Стоило тащиться три тысячи километров, чтобы все это выслушать.
Я коротко простился и ушел.
Странно, что рядом с чувством растерянности и обиды я испытал нечто похожее на облегчение. С этого чувства началось мое выздоровление и становление в Самарканде.
Родителям я лаконично сообщил, что у Л. остановиться нельзя.
Помню длинную, километров в пять, улицу, от вокзала до Старого города, по которой мама, папа и я следовали за ишаком и арбой, где размещался наш скарб. В этом шествии было что‑то похоронное и пародийное одновременно; но я по пути выздоравливал и сам удивлялся быстрому вытеснению печали впечатлениями невиданного азиатского города. Попытались устроиться в гостинице. Это было невозможно. Потолкались по городу в поисках жилья. И к ночи оказались под открытым небом у Регистана, где расположились спать на садовой скамейке. Регистан. Крупные звезды. Азия.
Подошел милиционер. Сказал, что здесь грабят. В случае чего велел орать.
Наутро мы отправились по эфемерному адресу двоюродной тетки общих знакомых.

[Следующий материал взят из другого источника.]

//! Integration tests for loading a data directory and evaluating it.

use std::path::Path;

use healthdash_core::clock::{Clock, FixedClock};
use healthdash_core::{evaluate, AlertCategory, Config, DataStore, DoseState};
use indoc::{formatdoc, indoc};

fn write(dir: &Path, name: &str, content: &str) {
    std::fs::write(dir.join(name), content).unwrap();
}

fn seed(dir: &Path) {
    write(
        dir,
        "doses.json",
        indoc! {r#"
            [
              {"supplement_name": "Allimax", "dosage": "450mg", "logged_at": "2024-04-02T07:02:00", "date": "2024-04-02"},
              {"supplement_name": "Neem", "dosage": "300mg", "logged_at": "2024-04-02T07:03:00", "date": "2024-04-02"},
              {"supplement_name": "Neem", "logged_at": "not a time", "date": "2024-04-02"}
            ]
        "#},
    );
    write(
        dir,
        "vitals.json",
        indoc! {r#"
            [
              {"date": "2024-04-02", "hrv": "47"},
              {"date": "2024-04-01", "hrv": 49, "rhr": 64}
            ]
        "#},
    );
    write(
        dir,
        "sleep_segments.json",
        indoc! {r#"
            [
              {"date": "2024-04-02", "start": "2024-04-01 23:30:00", "end": "2024-04-02 05:30:00", "stage": "AsleepCore"},
              {"date": "2024-04-02", "start": "2024-04-02 05:30:00", "end": "2024-04-02 05:50:00", "stage": "AsleepDeep"}
            ]
        "#},
    );
    write(
        dir,
        "protocol.json",
        indoc! {r#"
            {
              "phase": {"name": "Kill Phase", "start_date": "2024-03-10", "end_date": "2024-04-07"},
              "schedule": {"slots": [
                {"key": "morning", "label": "Morning", "time_of_day": "07:00",
                 "supplements": [{"name": "Allimax", "dosage": "450mg"}, {"name": "Neem", "dosage": "300mg"}]},
                {"key": "evening", "label": "Evening", "time_of_day": "19:00",
                 "supplements": [{"name": "Allimax", "dosage": "450mg"}]}
              ]}
            }
        "#},
    );
    write(dir, "meals.json", "this file is corrupt");
}

#[test]
fn test_directory_to_report() {
    let dir = tempfile::tempdir().unwrap();
    seed(dir.path());

    let store = DataStore::new(dir.path());
    let input = store.load_input();
    assert_eq!(input.doses.len(), 2);
    assert!(input.meals.is_empty());
    assert_eq!(input.sleep.len(), 1);
    assert_eq!(input.sleep[0].total_hours, Some(380.0 / 60.0));

    let now = FixedClock::parse("2024-04-02T09:00").unwrap().now();
    let report = evaluate(&input, now, &Config::default().settings());

    assert_eq!((report.daily.taken, report.daily.total), (2, 3));
    assert_eq!(report.daily.percentage, 67);
    assert_eq!(report.slots[0].badge, Some(DoseState::Taken));
    assert_eq!(report.slots[1].badge, Some(DoseState::Pending));
    assert_eq!(report.next_dose.map(|n| n.slot.key), Some("evening".into()));

    // Two low HRV days plus five days left in the phase.
    let categories: Vec<AlertCategory> = report.alerts.iter().map(|a| a.category).collect();
    assert_eq!(categories, vec![AlertCategory::Hrv, AlertCategory::Protocol]);
    assert_eq!(report.phase.map(|p| p.days_remaining), Some(5));
}

#[test]
fn test_config_points_at_data_directory() {
    let dir = tempfile::tempdir().unwrap();
    seed(dir.path());
    let config_path = dir.path().join("config.toml");
    write(
        dir.path(),
        "config.toml",
        &formatdoc! {r#"
            [data]
            dir = "{}"

            [adherence]
            streak_threshold_pct = 60
        "#, dir.path().display()},
    );

    let config = Config::load_from(&config_path).unwrap();
    assert_eq!(config.records_dir().unwrap(), dir.path());

    let store = DataStore::new(config.records_dir().unwrap());
    let now = FixedClock::parse("2024-04-02T20:00").unwrap().now();
    let report = evaluate(&store.load_input(), now, &config.settings());
    // 2 of 3 doses clears a 60% threshold.
    assert_eq!(report.streak, 1);
}
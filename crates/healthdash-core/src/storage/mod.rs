mod config;
mod store;

pub use config::{ClockConfig, Config, DataConfig};
pub use store::{DataStore, DATA_FILES};

use std::path::PathBuf;

use crate::error::ConfigError;

/// Returns `~/.config/healthdash[-dev]/` based on HEALTHDASH_ENV.
///
/// Set HEALTHDASH_ENV=dev to use the development directory.
///
/// # Errors
/// Returns an error if creating the directory fails.
pub fn data_dir() -> Result<PathBuf, ConfigError> {
    let base_dir = dirs::home_dir()
        .unwrap_or_else(|| PathBuf::from("."))
        .join(".config");

    let env = std::env::var("HEALTHDASH_ENV").unwrap_or_else(|_| "production".to_string());

    let dir = if env == "dev" {
        base_dir.join("healthdash-dev")
    } else {
        base_dir.join("healthdash")
    };

    std::fs::create_dir_all(&dir).map_err(|source| ConfigError::DirUnavailable {
        path: dir.clone(),
        source,
    })?;
    Ok(dir)
}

Эго была последняя зацепка.
Двоюродная тетка оказалась скверной старухой, но все же приютила нас на несколько дней. Вскоре отец поступил на работу в больницу. Удалось снять комнату, было голодно, но можно жить.
Полгода жизни в Самарканде оказались для меня большим везением.

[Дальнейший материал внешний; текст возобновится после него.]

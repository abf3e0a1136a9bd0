// Languages the tool is tuned for. Other codes are passed through to the service.

#[derive(Debug, Clone, Copy, PartialEq, Eq)]
pub struct Language {
    pub code: &'static str,
    pub name: &'static str,
}

pub const LANGUAGES: &[Language] = &[
    Language { code: "en", name: "English" },
    Language { code: "hi", name: "हिंदी (Hindi)" },
    Language { code: "ta", name: "தமிழ் (Tamil)" },
    Language { code: "te", name: "తెలుగు (Telugu)" },
    Language { code: "kn", name: "ಕನ್ನಡ (Kannada)" },
    Language { code: "ml", name: "മലയാളം (Malayalam)" },
    Language { code: "gu", name: "ગુજરાતી (Gujarati)" },
];

/// Look up the display name for a language code (case-insensitive)
pub fn language_name(code: &str) -> Option<&'static str> {
    LANGUAGES
        .iter()
        .find(|lang| lang.code.eq_ignore_ascii_case(code.trim()))
        .map(|lang| lang.name)
}

pub fn is_known_language(code: &str) -> bool {
    language_name(code).is_some()
}
use crate::application::chunk::split_into_chunks;
use crate::domain::error::TranslateError;
use crate::domain::language::is_known_language;
use crate::domain::model::{
    ChunkOutcome, TranslationRequest, TranslationResult, TranslationSuccess,
};
use crate::domain::traits::Translator;
use std::time::Duration;

pub const DEFAULT_MAX_CHUNK_CHARS: usize = 4500;
pub const DEFAULT_REQUEST_DELAY: Duration = Duration::from_millis(100);

/// Knobs for one translation run
#[derive(Debug, Clone, Copy, PartialEq, Eq)]
pub struct TranslateOptions {
    pub max_chunk_chars: usize,
    /// Pause before every request except the first
    pub request_delay: Duration,
}

impl Default for TranslateOptions {
    fn default() -> Self {
        Self {
            max_chunk_chars: DEFAULT_MAX_CHUNK_CHARS,
            request_delay: DEFAULT_REQUEST_DELAY,
        }
    }
}

impl TranslateOptions {
    /// Options for a local backend: no request limit to respect, so the
    /// text goes through as one chunk with no throttle.
    pub fn offline() -> Self {
        Self {
            max_chunk_chars: usize::MAX,
            request_delay: Duration::ZERO,
        }
    }
}

/// Translate a request end to end.
///
/// `connect` builds the translator for this run only. If it fails the result
/// is a failure that echoes the original text; failures of individual chunks
/// never fail the run.
pub async fn translate_text<T, F>(
    request: &TranslationRequest,
    options: &TranslateOptions,
    connect: F,
) -> TranslationResult
where
    T: Translator,
    F: FnOnce() -> Result<T, TranslateError>,
{
    if !is_known_language(request.target_language()) {
        tracing::warn!(
            "Target language '{}' is not in the language catalog, passing it through",
            request.target_language()
        );
    }

    let translator = match connect() {
        Ok(translator) => translator,
        Err(e) => {
            tracing::error!("Failed to create translation client: {}", e);
            return TranslationResult::failure(request, e);
        }
    };

    let chunks = split_into_chunks(request.text(), options.max_chunk_chars);
    tracing::debug!(
        "Split {} chars into {} chunk(s)",
        request.text().chars().count(),
        chunks.len()
    );

    let outcomes = translate_chunks(&translator, &chunks, request, options.request_delay).await;
    assemble(request, outcomes)
}

/// Translate each chunk in order, substituting the original text for any
/// chunk the service fails on.
pub async fn translate_chunks<T: Translator + ?Sized>(
    translator: &T,
    chunks: &[&str],
    request: &TranslationRequest,
    delay: Duration,
) -> Vec<ChunkOutcome> {
    let total = chunks.len();
    let mut outcomes = Vec::with_capacity(total);

    for (i, chunk) in chunks.iter().enumerate() {
        if i > 0 && !delay.is_zero() {
            tokio::time::sleep(delay).await;
        }

        let outcome = match translator
            .translate(chunk, request.source_language(), request.target_language())
            .await
        {
            Ok(translated) => {
                tracing::info!("Translated chunk {}/{}", i + 1, total);
                ChunkOutcome::Translated(translated)
            }
            Err(e) => {
                tracing::warn!("Error translating chunk {}: {}", i + 1, e);
                ChunkOutcome::Fallback {
                    original: chunk.to_string(),
                    error: e.to_string(),
                }
            }
        };
        outcomes.push(outcome);
    }

    outcomes
}

/// Join chunk outputs into the final successful result.
pub fn assemble(request: &TranslationRequest, outcomes: Vec<ChunkOutcome>) -> TranslationResult {
    let fallbacks = outcomes.iter().filter(|o| o.is_fallback()).count();
    if fallbacks > 0 {
        tracing::warn!(
            "{} of {} chunk(s) were left untranslated",
            fallbacks,
            outcomes.len()
        );
    }

    let translated_text = outcomes
        .iter()
        .map(ChunkOutcome::text)
        .collect::<Vec<_>>()
        .join(" ");

    TranslationResult::Success(TranslationSuccess {
        original_text: request.text().to_string(),
        translated_text,
        source_language: request.source_language().to_string(),
        target_language: request.target_language().to_string(),
        chunks_processed: outcomes.len(),
    })
}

Вся моя жизнь — сплошное везение. Хотя удач было не так много. Но различая везение и удачу, я всегда более ценил везение, как нечто законно принадлежащее моему характеру, и гораздо менее уважал удачу — нечто внешнее по отношению к везенью.
Удачливость может быть ничем не оплачена внутренне. Она — легкомысленная и пустая случайность, выигрыш на лотерейный билет. Достоевский, к примеру, не был удачлив, он всегда проигрывал, когда играл.

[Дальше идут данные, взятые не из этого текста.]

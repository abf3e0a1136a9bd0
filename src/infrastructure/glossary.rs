use crate::domain::error::TranslateError;
use crate::domain::language::LANGUAGES;
use crate::domain::traits::Translator;
use crate::infrastructure::glossary_terms::{glossary, summary_heading};
use async_trait::async_trait;
use regex::{NoExpand, Regex};
use std::collections::HashMap;

type CompiledGlossary = Vec<(Regex, &'static str)>;

/// Offline translator that swaps legal terms for their glossary entries.
///
/// Terms match case-insensitively on whole words. The rest of the text is
/// left in English, so this is a fallback for when the network service is
/// unavailable rather than a real translation.
pub struct GlossaryTranslator {
    glossaries: HashMap<&'static str, CompiledGlossary>,
}

impl GlossaryTranslator {
    pub fn new() -> Result<Self, TranslateError> {
        let mut glossaries = HashMap::new();
        for code in LANGUAGES.iter().map(|lang| lang.code) {
            let Some(terms) = glossary(code) else {
                continue;
            };
            let compiled = terms
                .iter()
                .map(|(term, translated)| {
                    Regex::new(&format!(r"(?i)\b{}\b", regex::escape(term)))
                        .map(|re| (re, *translated))
                        .map_err(|e| {
                            TranslateError::Init(format!("Bad glossary term '{}': {}", term, e))
                        })
                })
                .collect::<Result<CompiledGlossary, _>>()?;
            glossaries.insert(code, compiled);
        }
        Ok(Self { glossaries })
    }

    /// Apply the glossary for `target` to `text`
    pub fn translate_terms(&self, text: &str, target: &str) -> String {
        if target == "en" {
            return text.to_string();
        }
        if text.trim().is_empty() {
            return String::new();
        }

        let Some(terms) = self.glossaries.get(target) else {
            tracing::debug!("No glossary available for {}", target);
            return text.to_string();
        };

        let mut translated = text.to_string();
        for (pattern, replacement) in terms {
            translated = pattern
                .replace_all(&translated, NoExpand(*replacement))
                .into_owned();
        }

        match summary_heading(target) {
            Some(heading) => format!("{}\n\n{}", heading, translated),
            None => translated,
        }
    }
}

#[async_trait]
impl Translator for GlossaryTranslator {
    async fn translate(
        &self,
        text: &str,
        _source: &str,
        target: &str,
    ) -> Result<String, TranslateError> {
        Ok(self.translate_terms(text, target))
    }
}
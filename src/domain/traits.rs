use crate::domain::error::TranslateError;
use async_trait::async_trait;

/// Trait for translation services
///
/// The pipeline only ever talks to this trait, so the network-backed
/// implementation can be swapped for an in-process one in tests.
#[async_trait]
pub trait Translator: Send + Sync {
    /// Translate `text` from `source` into `target`.
    ///
    /// `source` may be `"auto"` to let the service detect the language.
    async fn translate(&self, text: &str, source: &str, target: &str)
        -> Result<String, TranslateError>;
}
pub mod client;
pub mod http;

pub use client::GoogleTranslator;
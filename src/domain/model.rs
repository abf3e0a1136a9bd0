use serde::{Deserialize, Serialize};

pub const AUTO_LANGUAGE: &str = "auto";

// A single translation job, fixed for the whole run
#[derive(Debug, Clone, PartialEq, Eq)]
pub struct TranslationRequest {
    text: String,
    target_language: String,
    source_language: String,
}

impl TranslationRequest {
    pub fn new(text: impl Into<String>, target_language: impl Into<String>) -> Self {
        Self {
            text: text.into(),
            target_language: target_language.into(),
            source_language: AUTO_LANGUAGE.to_string(),
        }
    }

    pub fn with_source(mut self, source_language: impl Into<String>) -> Self {
        self.source_language = source_language.into();
        self
    }

    pub fn text(&self) -> &str {
        &self.text
    }

    pub fn target_language(&self) -> &str {
        &self.target_language
    }

    pub fn source_language(&self) -> &str {
        &self.source_language
    }
}

/// What happened to one chunk.
#[derive(Debug, Clone, PartialEq, Eq)]
pub enum ChunkOutcome {
    Translated(String),
    Fallback { original: String, error: String },
}

impl ChunkOutcome {
    /// Text to splice into the final translation.
    pub fn text(&self) -> &str {
        match self {
            ChunkOutcome::Translated(text) => text,
            ChunkOutcome::Fallback { original, .. } => original,
        }
    }

    pub fn is_fallback(&self) -> bool {
        matches!(self, ChunkOutcome::Fallback { .. })
    }
}

#[derive(Debug, Clone, PartialEq, Eq)]
pub struct TranslationSuccess {
    pub original_text: String,
    pub translated_text: String,
    pub source_language: String,
    pub target_language: String,
    pub chunks_processed: usize,
}

#[derive(Debug, Clone, PartialEq, Eq)]
pub struct TranslationFailure {
    pub original_text: String,
    pub source_language: String,
    pub target_language: String,
    pub error: String,
}

/// Outcome of a whole translation run.
///
/// Serializes to a flat record (`success`, `originalText`, `translatedText`, ...)
/// so callers that only know the JSON shape can consume it. A failure always
/// reports the original text as its translation.
#[derive(Debug, Clone, PartialEq, Eq, Serialize, Deserialize)]
#[serde(into = "TranslationRecord", try_from = "TranslationRecord")]
pub enum TranslationResult {
    Success(TranslationSuccess),
    Failure(TranslationFailure),
}

impl TranslationResult {
    pub fn failure(request: &TranslationRequest, error: impl ToString) -> Self {
        TranslationResult::Failure(TranslationFailure {
            original_text: request.text().to_string(),
            source_language: request.source_language().to_string(),
            target_language: request.target_language().to_string(),
            error: error.to_string(),
        })
    }

    pub fn is_success(&self) -> bool {
        matches!(self, TranslationResult::Success(_))
    }

    pub fn original_text(&self) -> &str {
        match self {
            TranslationResult::Success(s) => &s.original_text,
            TranslationResult::Failure(f) => &f.original_text,
        }
    }

    pub fn translated_text(&self) -> &str {
        match self {
            TranslationResult::Success(s) => &s.translated_text,
            TranslationResult::Failure(f) => &f.original_text,
        }
    }

    pub fn error(&self) -> Option<&str> {
        match self {
            TranslationResult::Success(_) => None,
            TranslationResult::Failure(f) => Some(&f.error),
        }
    }
}

// Wire shape of TranslationResult
#[derive(Debug, Serialize, Deserialize)]
#[serde(rename_all = "camelCase")]
struct TranslationRecord {
    success: bool,
    #[serde(default, skip_serializing_if = "Option::is_none")]
    error: Option<String>,
    original_text: String,
    translated_text: String,
    source_language: String,
    target_language: String,
    #[serde(default, skip_serializing_if = "Option::is_none")]
    chunks_processed: Option<usize>,
}

impl From<TranslationResult> for TranslationRecord {
    fn from(result: TranslationResult) -> Self {
        match result {
            TranslationResult::Success(s) => Self {
                success: true,
                error: None,
                original_text: s.original_text,
                translated_text: s.translated_text,
                source_language: s.source_language,
                target_language: s.target_language,
                chunks_processed: Some(s.chunks_processed),
            },
            TranslationResult::Failure(f) => Self {
                success: false,
                error: Some(f.error),
                translated_text: f.original_text.clone(),
                original_text: f.original_text,
                source_language: f.source_language,
                target_language: f.target_language,
                chunks_processed: None,
            },
        }
    }
}

impl TryFrom<TranslationRecord> for TranslationResult {
    type Error = String;

    fn try_from(record: TranslationRecord) -> Result<Self, Self::Error> {
        if record.success {
            let chunks_processed = record
                .chunks_processed
                .ok_or("successful result is missing chunksProcessed")?;
            Ok(TranslationResult::Success(TranslationSuccess {
                original_text: record.original_text,
                translated_text: record.translated_text,
                source_language: record.source_language,
                target_language: record.target_language,
                chunks_processed,
            }))
        } else {
            Ok(TranslationResult::Failure(TranslationFailure {
                original_text: record.original_text,
                source_language: record.source_language,
                target_language: record.target_language,
                error: record.error.unwrap_or_default(),
            }))
        }
    }
}
pub mod config;
pub mod glossary;
mod glossary_terms;
pub mod network;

А я никогда игроком не был.
Я вручал свою судьбу везению. И оно никогда меня не обманывало.
В этом Самарканде, в Новом городе, похожем на колониальный городок, где нет достопримечательностей, а просто правильные улицы и мелкие, похожие друг на друга дома и низкие дувалы, — и все же черты Азии: Ургутский базар, и все же — от Родниковой улицы открывающийся вид Агалыкских гор, и все же — арыки и огромные тутовые деревья. В этом Самарканде мое везение позволило мне выздороветь и приготовиться к войне.
В вечернем Пединституте, куда я поступил, было бы совсем скучно, если бы не доцент Бабушкин, читавший курс русской литературы XIX века.
Для него я писал курсовую работу о Толстом, о «Войне и мире», работу, которая была важна мне как способ выздоровления и становления. Суть ее и идея были в том, что я (а может быть, и кто‑нибудь и до меня) усматривал — глазами Толстого — схему социализма, социального равенства в структуре народной войны. Мысль эта не так уж и глупа, если предполагать, что сюжет Каратаев — Безухов так же важен для Толстого, как и сюжет Безухов — Болконский — Наташа. Но не в этом было тогда дело. Литературный юноша искал подтверждения собственному состоянию не в жизни, которой не знал, а в литературе, которая давала надежные опоры духу. Речь шла (и я глубоко это понимал) об избавлении от интеллигентской идеи исключительности, то есть о преобладании обязанностей над правами. Для меня необходимо было выздороветь от этой идеи, невольно поселенной во мне, невольно внушенной средой, воспитанием, школой, ифлийской элитарностью, надеждой на талант и особое предназначение.